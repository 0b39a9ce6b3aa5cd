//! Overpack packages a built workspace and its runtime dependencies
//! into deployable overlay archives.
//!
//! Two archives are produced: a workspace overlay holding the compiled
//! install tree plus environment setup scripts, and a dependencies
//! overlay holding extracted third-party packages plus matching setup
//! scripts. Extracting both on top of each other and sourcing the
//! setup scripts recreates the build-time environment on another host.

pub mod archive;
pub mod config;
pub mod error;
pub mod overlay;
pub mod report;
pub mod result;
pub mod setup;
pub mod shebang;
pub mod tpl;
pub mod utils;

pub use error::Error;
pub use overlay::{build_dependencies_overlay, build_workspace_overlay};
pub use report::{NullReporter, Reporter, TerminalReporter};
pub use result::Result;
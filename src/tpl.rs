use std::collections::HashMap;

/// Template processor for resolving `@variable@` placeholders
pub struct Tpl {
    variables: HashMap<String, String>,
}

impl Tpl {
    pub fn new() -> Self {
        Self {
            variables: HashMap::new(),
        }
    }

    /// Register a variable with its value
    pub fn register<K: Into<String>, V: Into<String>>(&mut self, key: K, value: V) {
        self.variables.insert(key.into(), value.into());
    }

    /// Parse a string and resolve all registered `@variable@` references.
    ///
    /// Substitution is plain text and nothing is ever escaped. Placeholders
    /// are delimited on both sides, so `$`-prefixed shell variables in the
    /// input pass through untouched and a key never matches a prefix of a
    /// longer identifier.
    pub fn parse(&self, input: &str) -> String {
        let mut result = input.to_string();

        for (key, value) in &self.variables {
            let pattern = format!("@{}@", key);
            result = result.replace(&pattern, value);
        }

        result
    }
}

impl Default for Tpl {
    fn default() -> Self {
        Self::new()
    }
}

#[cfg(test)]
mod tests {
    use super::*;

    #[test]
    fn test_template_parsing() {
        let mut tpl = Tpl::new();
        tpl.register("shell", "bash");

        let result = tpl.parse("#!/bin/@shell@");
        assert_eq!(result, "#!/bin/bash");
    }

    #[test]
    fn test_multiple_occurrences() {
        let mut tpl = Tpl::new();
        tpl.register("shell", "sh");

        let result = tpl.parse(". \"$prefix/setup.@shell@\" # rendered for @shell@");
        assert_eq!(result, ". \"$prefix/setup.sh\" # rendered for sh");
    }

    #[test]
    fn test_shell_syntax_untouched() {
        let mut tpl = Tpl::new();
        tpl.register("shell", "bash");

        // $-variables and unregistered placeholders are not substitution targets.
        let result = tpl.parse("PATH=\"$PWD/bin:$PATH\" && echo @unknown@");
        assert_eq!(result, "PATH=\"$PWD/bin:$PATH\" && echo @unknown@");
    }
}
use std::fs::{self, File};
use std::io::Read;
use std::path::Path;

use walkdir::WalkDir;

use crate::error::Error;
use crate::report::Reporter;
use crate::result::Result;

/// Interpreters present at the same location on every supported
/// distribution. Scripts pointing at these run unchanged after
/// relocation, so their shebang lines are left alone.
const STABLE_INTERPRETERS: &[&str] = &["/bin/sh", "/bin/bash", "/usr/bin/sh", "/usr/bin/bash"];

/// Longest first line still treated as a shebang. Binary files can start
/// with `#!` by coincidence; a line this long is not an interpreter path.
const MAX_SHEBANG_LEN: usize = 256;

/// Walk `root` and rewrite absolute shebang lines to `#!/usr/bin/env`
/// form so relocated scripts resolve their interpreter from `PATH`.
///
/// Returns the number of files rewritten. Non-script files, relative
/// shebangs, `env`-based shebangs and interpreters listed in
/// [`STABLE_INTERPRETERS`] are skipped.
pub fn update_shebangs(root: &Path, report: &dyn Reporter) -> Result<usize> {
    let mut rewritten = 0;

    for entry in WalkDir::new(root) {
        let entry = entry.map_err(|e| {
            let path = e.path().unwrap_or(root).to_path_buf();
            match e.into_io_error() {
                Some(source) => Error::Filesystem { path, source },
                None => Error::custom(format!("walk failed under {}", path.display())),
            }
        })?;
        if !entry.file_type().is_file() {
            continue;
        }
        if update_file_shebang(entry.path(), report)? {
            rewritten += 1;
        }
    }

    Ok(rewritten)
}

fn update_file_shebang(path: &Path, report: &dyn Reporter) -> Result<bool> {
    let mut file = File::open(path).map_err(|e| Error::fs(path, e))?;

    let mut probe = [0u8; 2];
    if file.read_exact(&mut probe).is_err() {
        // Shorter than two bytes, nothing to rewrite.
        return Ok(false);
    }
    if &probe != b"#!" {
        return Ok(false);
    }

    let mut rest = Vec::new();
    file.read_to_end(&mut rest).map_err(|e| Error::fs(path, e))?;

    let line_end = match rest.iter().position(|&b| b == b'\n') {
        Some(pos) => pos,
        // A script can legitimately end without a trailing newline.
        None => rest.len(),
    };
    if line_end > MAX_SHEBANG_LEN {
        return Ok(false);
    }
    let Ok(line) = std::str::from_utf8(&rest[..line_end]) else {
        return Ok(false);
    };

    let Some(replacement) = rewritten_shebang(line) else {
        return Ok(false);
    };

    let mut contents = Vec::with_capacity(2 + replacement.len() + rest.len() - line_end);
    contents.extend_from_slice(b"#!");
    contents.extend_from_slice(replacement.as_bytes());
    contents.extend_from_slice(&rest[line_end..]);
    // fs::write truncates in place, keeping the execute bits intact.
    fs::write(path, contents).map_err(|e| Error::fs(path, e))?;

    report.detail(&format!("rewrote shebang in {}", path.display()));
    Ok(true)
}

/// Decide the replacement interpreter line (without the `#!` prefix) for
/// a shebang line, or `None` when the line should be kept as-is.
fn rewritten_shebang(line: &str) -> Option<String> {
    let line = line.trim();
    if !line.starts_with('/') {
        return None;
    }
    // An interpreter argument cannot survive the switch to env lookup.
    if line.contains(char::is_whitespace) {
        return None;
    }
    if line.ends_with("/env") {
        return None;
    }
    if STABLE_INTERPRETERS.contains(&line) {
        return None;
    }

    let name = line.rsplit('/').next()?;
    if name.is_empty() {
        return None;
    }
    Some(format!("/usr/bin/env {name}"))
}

* * *

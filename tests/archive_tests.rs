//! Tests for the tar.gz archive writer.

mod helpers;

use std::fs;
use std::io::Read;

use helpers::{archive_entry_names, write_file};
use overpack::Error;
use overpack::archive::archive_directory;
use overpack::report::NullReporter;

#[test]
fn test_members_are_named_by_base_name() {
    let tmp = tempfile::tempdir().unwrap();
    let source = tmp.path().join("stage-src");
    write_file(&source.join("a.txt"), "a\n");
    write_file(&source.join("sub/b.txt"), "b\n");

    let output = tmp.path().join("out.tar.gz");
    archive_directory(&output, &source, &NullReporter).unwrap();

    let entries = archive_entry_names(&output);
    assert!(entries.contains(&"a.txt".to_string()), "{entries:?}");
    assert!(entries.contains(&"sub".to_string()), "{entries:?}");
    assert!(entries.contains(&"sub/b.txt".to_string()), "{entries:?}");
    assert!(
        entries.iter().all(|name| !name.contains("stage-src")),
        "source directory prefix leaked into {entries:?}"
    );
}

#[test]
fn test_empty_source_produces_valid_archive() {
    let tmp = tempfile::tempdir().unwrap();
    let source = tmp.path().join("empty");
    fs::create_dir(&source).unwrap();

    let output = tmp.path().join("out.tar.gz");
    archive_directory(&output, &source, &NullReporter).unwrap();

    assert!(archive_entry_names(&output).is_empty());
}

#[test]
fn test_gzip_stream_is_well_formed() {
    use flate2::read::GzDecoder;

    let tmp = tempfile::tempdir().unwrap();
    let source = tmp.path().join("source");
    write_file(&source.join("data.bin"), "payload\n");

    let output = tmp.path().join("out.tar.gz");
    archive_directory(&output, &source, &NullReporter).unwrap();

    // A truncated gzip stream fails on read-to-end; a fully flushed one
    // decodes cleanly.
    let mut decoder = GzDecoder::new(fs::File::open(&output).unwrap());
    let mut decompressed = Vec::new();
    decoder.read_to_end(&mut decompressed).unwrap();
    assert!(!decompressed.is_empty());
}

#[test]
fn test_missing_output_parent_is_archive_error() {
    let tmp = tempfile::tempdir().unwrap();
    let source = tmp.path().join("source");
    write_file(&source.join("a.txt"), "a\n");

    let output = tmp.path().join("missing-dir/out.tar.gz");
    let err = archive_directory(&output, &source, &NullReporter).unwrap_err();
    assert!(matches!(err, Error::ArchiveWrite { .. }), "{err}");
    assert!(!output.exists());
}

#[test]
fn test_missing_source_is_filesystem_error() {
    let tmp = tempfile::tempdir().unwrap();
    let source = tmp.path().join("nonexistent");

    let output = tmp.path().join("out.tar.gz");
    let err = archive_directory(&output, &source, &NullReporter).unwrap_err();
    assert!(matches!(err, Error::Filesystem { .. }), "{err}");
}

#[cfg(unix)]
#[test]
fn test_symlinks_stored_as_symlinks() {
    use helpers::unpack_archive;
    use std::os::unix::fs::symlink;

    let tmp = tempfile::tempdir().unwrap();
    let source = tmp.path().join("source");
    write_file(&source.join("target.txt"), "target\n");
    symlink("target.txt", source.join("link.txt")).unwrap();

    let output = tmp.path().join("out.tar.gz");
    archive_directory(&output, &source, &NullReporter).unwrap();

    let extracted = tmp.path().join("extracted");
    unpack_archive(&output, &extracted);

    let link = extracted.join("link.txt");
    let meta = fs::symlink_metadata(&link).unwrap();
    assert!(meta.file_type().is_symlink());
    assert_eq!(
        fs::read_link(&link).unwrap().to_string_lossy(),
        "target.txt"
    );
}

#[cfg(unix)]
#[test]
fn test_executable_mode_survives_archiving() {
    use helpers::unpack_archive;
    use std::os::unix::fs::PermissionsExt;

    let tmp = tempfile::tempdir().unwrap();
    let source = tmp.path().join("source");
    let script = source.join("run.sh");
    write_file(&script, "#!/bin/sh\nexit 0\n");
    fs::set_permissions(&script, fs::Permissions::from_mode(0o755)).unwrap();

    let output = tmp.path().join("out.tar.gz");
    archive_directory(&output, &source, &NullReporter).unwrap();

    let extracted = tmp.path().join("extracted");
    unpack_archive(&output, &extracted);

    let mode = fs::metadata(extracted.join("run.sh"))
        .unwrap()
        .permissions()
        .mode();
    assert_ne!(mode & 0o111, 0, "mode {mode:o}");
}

* * *

AIM OF THE TASK:
Scan the listing above for the word "replacement" and copy every line that holds it.

RESULT OF THE EXERCISE:
    let Some(replacement) = rewritten_shebang(line) else {
    let mut contents = Vec::with_capacity(2 + replacement.len() + rest.len() - line_end);
    contents.extend_from_slice(replacement.as_bytes());
/// Decide the replacement interpreter line (without the `#!` prefix) for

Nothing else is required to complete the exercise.